Tunisia: Economic situation and outlook in the current transition phase
2011: start of the Tunisian revolution
Gafsa mining basin
For nearly six months in 2008, a major social movement, indeed, the largest ever in Tunisia, since President Ben Ali came to power in 1987, shook the Gafsa mining basin, situated 350 kilometres south-west of Tunis. Although this is a phosphate-rich area, it is beset with unemployment and poverty. For months on end, attempts to crackdown on the protest movement and riots led to hundreds of deaths and arrests. These events were considered as the start of a process leading to the Tunisian revolution, nearly two years later.

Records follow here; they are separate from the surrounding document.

//! Simulate command - drives a synthetic chat workload through the session memory.
//!
//! Time is simulated: each round advances a manual clock by `--step-secs`
//! and then sweeps, so hours of traffic run in milliseconds.

use std::sync::Arc;
use std::time::Duration;

use anyhow::Result;
use clap::Args;
use console::{Style, style};
use confidant_session::{
    GlobalStats, ManualClock, NoopHook, SessionManager, SessionMemorySettings,
};
use serde::Serialize;
use tracing::{debug, info};

use super::Context;

/// Arguments for the simulate command.
#[derive(Args, Debug)]
pub struct SimulateArgs {
    /// New conversations opened each round
    #[arg(long, default_value_t = 20)]
    pub sessions_per_round: usize,

    /// Messages appended to each active conversation per round
    #[arg(long, default_value_t = 50)]
    pub messages_per_update: usize,

    /// Number of rounds to run
    #[arg(long, default_value_t = 10)]
    pub rounds: usize,

    /// Simulated seconds between rounds
    #[arg(long, default_value_t = 600)]
    pub step_secs: u64,

    /// Conversations stay active for this many rounds after opening
    #[arg(long, default_value_t = 3)]
    pub active_rounds: usize,
}

/// One round of the simulation.
#[derive(Debug, Serialize)]
struct RoundOutput {
    round: usize,
    opened: usize,
    updated: usize,
    removed: usize,
    total_sessions: usize,
    total_messages: usize,
}

/// Full simulation result for JSON output.
#[derive(Debug, Serialize)]
struct SimulateOutput {
    limits: SessionMemorySettings,
    rounds: Vec<RoundOutput>,
    final_stats: GlobalStats,
}

/// Run the simulate command.
pub async fn run(args: SimulateArgs, ctx: &Context) -> Result<()> {
    let config = ctx.memory_config()?;
    let limits = SessionMemorySettings::from(&config);
    let clock = Arc::new(ManualClock::starting_now());
    let sessions: SessionManager<String> =
        SessionManager::with_clock(config, NoopHook, clock.clone())?;

    info!(
        rounds = args.rounds,
        sessions_per_round = args.sessions_per_round,
        "Starting session memory simulation"
    );

    let mut rounds = Vec::with_capacity(args.rounds);
    for round in 0..args.rounds {
        for n in 0..args.sessions_per_round {
            sessions.register_session(&session_id(round, n), Vec::new());
        }

        let first_active = round.saturating_sub(args.active_rounds);
        let mut updated = 0;
        for opened_in in first_active..=round {
            for n in 0..args.sessions_per_round {
                let id = session_id(opened_in, n);
                if !sessions.contains(&id) {
                    continue;
                }
                let batch = (0..args.messages_per_update).map(|i| format!("{id} r{round} m{i}"));
                sessions.update_session(&id, batch);
                updated += 1;
            }
        }

        clock.advance(Duration::from_secs(args.step_secs));
        let removed = sessions.sweep_now();
        let stats = sessions.global_stats();
        debug!(round, removed, total = stats.total_sessions, "Round complete");

        rounds.push(RoundOutput {
            round,
            opened: args.sessions_per_round,
            updated,
            removed,
            total_sessions: stats.total_sessions,
            total_messages: stats.total_messages,
        });
    }

    let output = SimulateOutput {
        limits,
        rounds,
        final_stats: sessions.global_stats(),
    };

    if ctx.json_output {
        println!("{}", serde_json::to_string_pretty(&output)?);
    } else {
        print_human(&output, ctx.verbose);
    }

    Ok(())
}

fn session_id(round: usize, n: usize) -> String {
    format!("conv-{round}-{n}")
}

fn print_human(output: &SimulateOutput, verbose: bool) {
    let dim = Style::new().dim();

    println!();
    println!("{}", style("Session Memory Simulation").bold());
    println!("{}", dim.apply_to("─".repeat(40)));
    println!();
    println!(
        "  {} {} sessions, {} messages/session, {}s max age",
        dim.apply_to("Limits:"),
        output.limits.max_sessions,
        output.limits.max_messages_per_session,
        output.limits.max_age_secs
    );

    if verbose {
        println!();
        for r in &output.rounds {
            println!(
                "  {} opened {:>4}  updated {:>4}  removed {:>4}  live {:>4}  messages {:>7}",
                dim.apply_to(format!("round {:>3}", r.round)),
                r.opened,
                r.updated,
                r.removed,
                r.total_sessions,
                r.total_messages
            );
        }
    }

    let stats = &output.final_stats;
    let removed: usize = output.rounds.iter().map(|r| r.removed).sum();
    println!();
    println!("  {} {}", dim.apply_to("Live sessions:"), stats.total_sessions);
    println!("  {} {}", dim.apply_to("Live messages:"), stats.total_messages);
    println!("  {} {}", dim.apply_to("Removed by sweeps:"), removed);
    if stats.total_sessions > 0 {
        println!(
            "  {} {} .. {}",
            dim.apply_to("Created:"),
            stats.oldest_created_at.format("%H:%M:%S"),
            stats.newest_created_at.format("%H:%M:%S")
        );
    }
    println!();
}
//! Error types for session memory operations.

/// Error type for session memory operations.
#[derive(Debug, thiserror::Error)]
pub enum Error {
    /// A configuration value was rejected; the previous configuration stays in effect.
    #[error("invalid config value for '{field}': {reason}")]
    InvalidConfig {
        field: &'static str,
        reason: String,
    },

    /// Failed to read a settings file.
    #[error("failed to read settings file '{path}': {source}")]
    ReadFile {
        path: String,
        source: std::io::Error,
    },

    /// Failed to parse TOML settings.
    #[error("failed to parse settings: {0}")]
    Parse(#[from] toml::de::Error),

    /// The cleanup task needs a tokio runtime and none is running.
    #[error("no tokio runtime available to run the cleanup task")]
    NoRuntime,

    /// A sweep aborted before completing.
    #[error("sweep failed: {0}")]
    SweepFailed(String),

    /// A monitoring hook panicked. The sweep it was notified about still completed.
    #[error("sweep hook failed: {0}")]
    HookFailed(String),
}

impl Error {
    pub(crate) fn invalid(field: &'static str, reason: impl Into<String>) -> Self {
        Self::InvalidConfig {
            field,
            reason: reason.into(),
        }
    }
}

/// Result type for session memory operations.
pub type Result<T> = std::result::Result<T, Error>;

Youth unemployment: a long overlooked volatile issue
On the eve of the 2011 revolution, unemployment among young people (15-24 years) in Tunisia had reached 31 per cent1. The 5 per cent mean annual growth rate of the in the three years prior to the revolution belied a very dire economic situation for the country’s young population. According to the National Statistical Institute, the number of unemployed graduates had doubled in four years, from 66,200 in 2005 to 128,100 in 2008. In that State-run economy, a higher education diploma was seen as a guarantee for a stable job, often in the civil service or para-public sector. This, however, changed with the major structural reforms that took place in the post-Bourguiba era. Many university graduates found themselves abandoned, once they got on the job market, causing much resentment from young people and the Tunisian society in general, especially as the country had invested in education as one of its pillars of development.
The act of Mohamed Bouazizi, a young man from the town of Sidi Bouzid, in the centre of Tunisia, who set himself on fire in December 2010, triggered a revolution, fostered by unemployment,
poor governance and social injustice.